Ari Fleischer‘s last high profile job was not an easy one – Press Secretary during the dog days of the Bush administration. Now he has another tough gig, as he and his public relations firm take the lead in the PR effort of the much-maligned Bowl Championship Series (BCS).
How’s it going so far? Not so well.
For those unfamiliar, the BCS is the current system in place in college football that assigns final bowl game selections through a convoluted process revolving around a computer formula. This means college football is the only major team sport, college and pro, that has no playoff system. It has been a point of contention ever since the birth of the BCS. This year, like many others, the uproar is vast. The main problem, besides the lack of playoffs, is the BCS seems to favor major programs over mid-majors, meaning great undefeated teams like Boise St. and Texas Christian University are stuck playing each other instead of getting a chance to prove their worth.
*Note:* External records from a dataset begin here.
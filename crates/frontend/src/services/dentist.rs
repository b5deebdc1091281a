//! Dentist registry service

use reqwest::Method;
use smilecare_frontend_common::client::authed_client;
use smilecare_http::types::{ApiResponse, Dentist, DentistUpdate};
use smilecare_http::ClientError;

#[derive(Clone)]
pub struct DentistService;

impl DentistService {
    pub fn new() -> Self {
        Self
    }

    /// List the full dentist collection.
    pub async fn list(&self) -> Result<Vec<Dentist>, ClientError> {
        let client = authed_client()?;
        let response: ApiResponse<Vec<Dentist>> = client
            .execute(client.request(Method::GET, "/api/dentists"))
            .await?;
        Ok(response.data)
    }

    /// Update a dentist's profile fields.
    pub async fn update(&self, user_id: i64, form: DentistUpdate) -> Result<(), ClientError> {
        let client = authed_client()?;
        let _: ApiResponse<serde_json::Value> = client
            .execute(
                client
                    .request(Method::PUT, &format!("/api/dentists/{user_id}"))
                    .json(&form),
            )
            .await?;
        Ok(())
    }

    /// Remove a dentist from the registry.
    pub async fn delete(&self, user_id: i64) -> Result<(), ClientError> {
        let client = authed_client()?;
        let _: ApiResponse<serde_json::Value> = client
            .execute(client.request(Method::DELETE, &format!("/api/dentists/{user_id}")))
            .await?;
        Ok(())
    }
}

impl Default for DentistService {
    fn default() -> Self {
        Self::new()
    }
}
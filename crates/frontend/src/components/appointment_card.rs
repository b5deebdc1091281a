//! Appointment card: pure rendering of one fetched appointment.

use crate::stats::AppointmentAction;
use smilecare_http::types::{Appointment, AppointmentStatus};
use yew::prelude::*;

/// Badge color for a status. Unknown codes get the neutral badge, never a
/// render failure.
fn status_badge_class(status: AppointmentStatus) -> &'static str {
    match status {
        AppointmentStatus::Pending => "bg-amber-100 text-amber-800",
        AppointmentStatus::Confirmed => "bg-green-100 text-green-800",
        AppointmentStatus::Completed => "bg-blue-100 text-blue-800",
        AppointmentStatus::Cancelled => "bg-red-100 text-red-800",
        AppointmentStatus::Unknown => "bg-gray-100 text-gray-800",
    }
}

#[derive(Properties, PartialEq)]
pub struct AppointmentCardProps {
    pub appointment: Appointment,
    pub is_dentist: bool,
    /// True while this card's own action is in flight; disables only this
    /// card's controls.
    #[prop_or_default]
    pub busy: bool,
    /// Present only on screens that allow confirm/cancel.
    #[prop_or_default]
    pub on_action: Option<Callback<(Appointment, AppointmentAction)>>,
}

#[function_component(AppointmentCard)]
pub fn appointment_card(props: &AppointmentCardProps) -> Html {
    let appointment = &props.appointment;
    let status = appointment.status();

    let counterpart = if props.is_dentist {
        format!(
            "{} {}",
            appointment.patient.first_name, appointment.patient.last_name
        )
    } else {
        format!(
            "Dr. {} {}",
            appointment.dentist.first_name, appointment.dentist.last_name
        )
    };

    let (date_text, time_text) = match appointment.date_local() {
        Some(date) => (
            date.format("%B %-d, %Y").to_string(),
            date.format("%-I:%M %p").to_string(),
        ),
        None => (appointment.appointment_date.clone(), String::new()),
    };

    let action_button = |action: AppointmentAction, label: &'static str, class: &'static str| {
        let on_action = props.on_action.clone();
        let appointment = appointment.clone();
        let onclick = Callback::from(move |_| {
            if let Some(cb) = &on_action {
                cb.emit((appointment.clone(), action));
            }
        });
        html! {
            <button {onclick} disabled={props.busy} class={class}>
                if props.busy {
                    <span class="inline-block w-3 h-3 border-2 border-white/40 border-t-white rounded-full animate-spin mr-2"></span>
                }
                {label}
            </button>
        }
    };

    html! {
        <div class="bg-white rounded-2xl shadow-sm p-6 mb-3">
            <div class="flex justify-between items-start mb-3">
                <div>
                    <h5 class="font-bold text-gray-900 mb-1">{counterpart}</h5>
                    <p class="text-gray-500 text-sm m-0">{&appointment.service.description}</p>
                </div>
                <span class={format!(
                    "inline-flex items-center px-3 py-1 rounded-full text-xs font-medium {}",
                    status_badge_class(status)
                )}>
                    {status.label()}
                </span>
            </div>

            <div class="flex items-center gap-4 text-sm text-gray-600 mb-3">
                <span>{date_text}</span>
                if !time_text.is_empty() {
                    <span>{time_text}</span>
                }
            </div>

            if let Some(notes) = &appointment.notes {
                if !notes.is_empty() {
                    <p class="text-gray-500 text-sm mb-3">{notes}</p>
                }
            }

            // Action buttons only exist for pending appointments.
            if props.on_action.is_some() && status == AppointmentStatus::Pending {
                <div class="flex gap-2">
                    if props.is_dentist {
                        {action_button(
                            AppointmentAction::Confirm,
                            "Confirm",
                            "px-4 py-1.5 rounded-full text-sm font-medium bg-green-600 text-white hover:bg-green-700 disabled:opacity-50",
                        )}
                    }
                    {action_button(
                        AppointmentAction::Cancel,
                        "Cancel",
                        "px-4 py-1.5 rounded-full text-sm font-medium bg-red-600 text-white hover:bg-red-700 disabled:opacity-50",
                    )}
                </div>
            }
        </div>
    }
}

#[cfg(test)]
mod tests {
    use super::*;

    #[test]
    fn unknown_status_gets_the_neutral_badge() {
        let class = status_badge_class(AppointmentStatus::from_code("Z"));
        assert_eq!(class, "bg-gray-100 text-gray-800");
    }

    #[test]
    fn known_statuses_have_distinct_badges() {
        let mut classes: Vec<_> = ["P", "C", "D", "X"]
            .iter()
            .map(|code| status_badge_class(AppointmentStatus::from_code(code)))
            .collect();
        classes.sort_unstable();
        classes.dedup();
        assert_eq!(classes.len(), 4);
    }
}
Reaction has been strong – Tim Brando, a CBS college football analyst, hasn’t pulled punches in his critique of the process on Twitter:
The BCS must be ruined! They need more than Ari’s PR firm. what’s incredible is how tv plays along even though they no longer have the deal!
As long as the Media plays along and almost always they do nothing will change. this just in to S.I There is no Czar of college football!
College football fans have to be the dumbest according to the BCS because they throw this crap at us every year and it’s accepted.
And this is from an analyst on a network that airs BCS bowl games. For those curious, you can follow the BCS on Twitter as well (or search for the @replies for a good, sadistic laugh).
Dan Wetzel on Yahoo! Sports goes right after the PR strategy of Fleischer and his firm. “Give the campaign credit for this: It’s hardly bothering to explain why the BCS is any good,” he writes. “Instead, it launched a clown-show website (playoffproblem.com) that claims there can’t be a playoff because college football is incapable of figuring out how one might work. Sure, every other sports entity on the planet can do it, but we somehow can’t decide how many teams would be in it or where they’d play and so on? So stop asking. This is a ploy designed to create gridlock. It’s based on the idea fans lack basic mental competency.”
The PlayoffProblem.com site mentioned by Wetzel is real – a rough, poorly designed website that attempts to explain why “a hypothetical playoff system…would be more controversial and contentious than the BCS.” Needless to say, very few college football fans are buying it.
So far, Fleischer himself has been largely silent, presumably advising the BCS directors on the points they should drive home in TV and print interviews. But Fleischer did do one interview – with The Daily Beast last week. “A playoff scheme would be contentious and would create a whole new level of frustration between fans and teams,” Fleischer told Bryan Curtis. That’s right: a playoff scheme.
Fleischer has a long way to go to convince people the BCS is the right system – and not just a sports-related quagmire.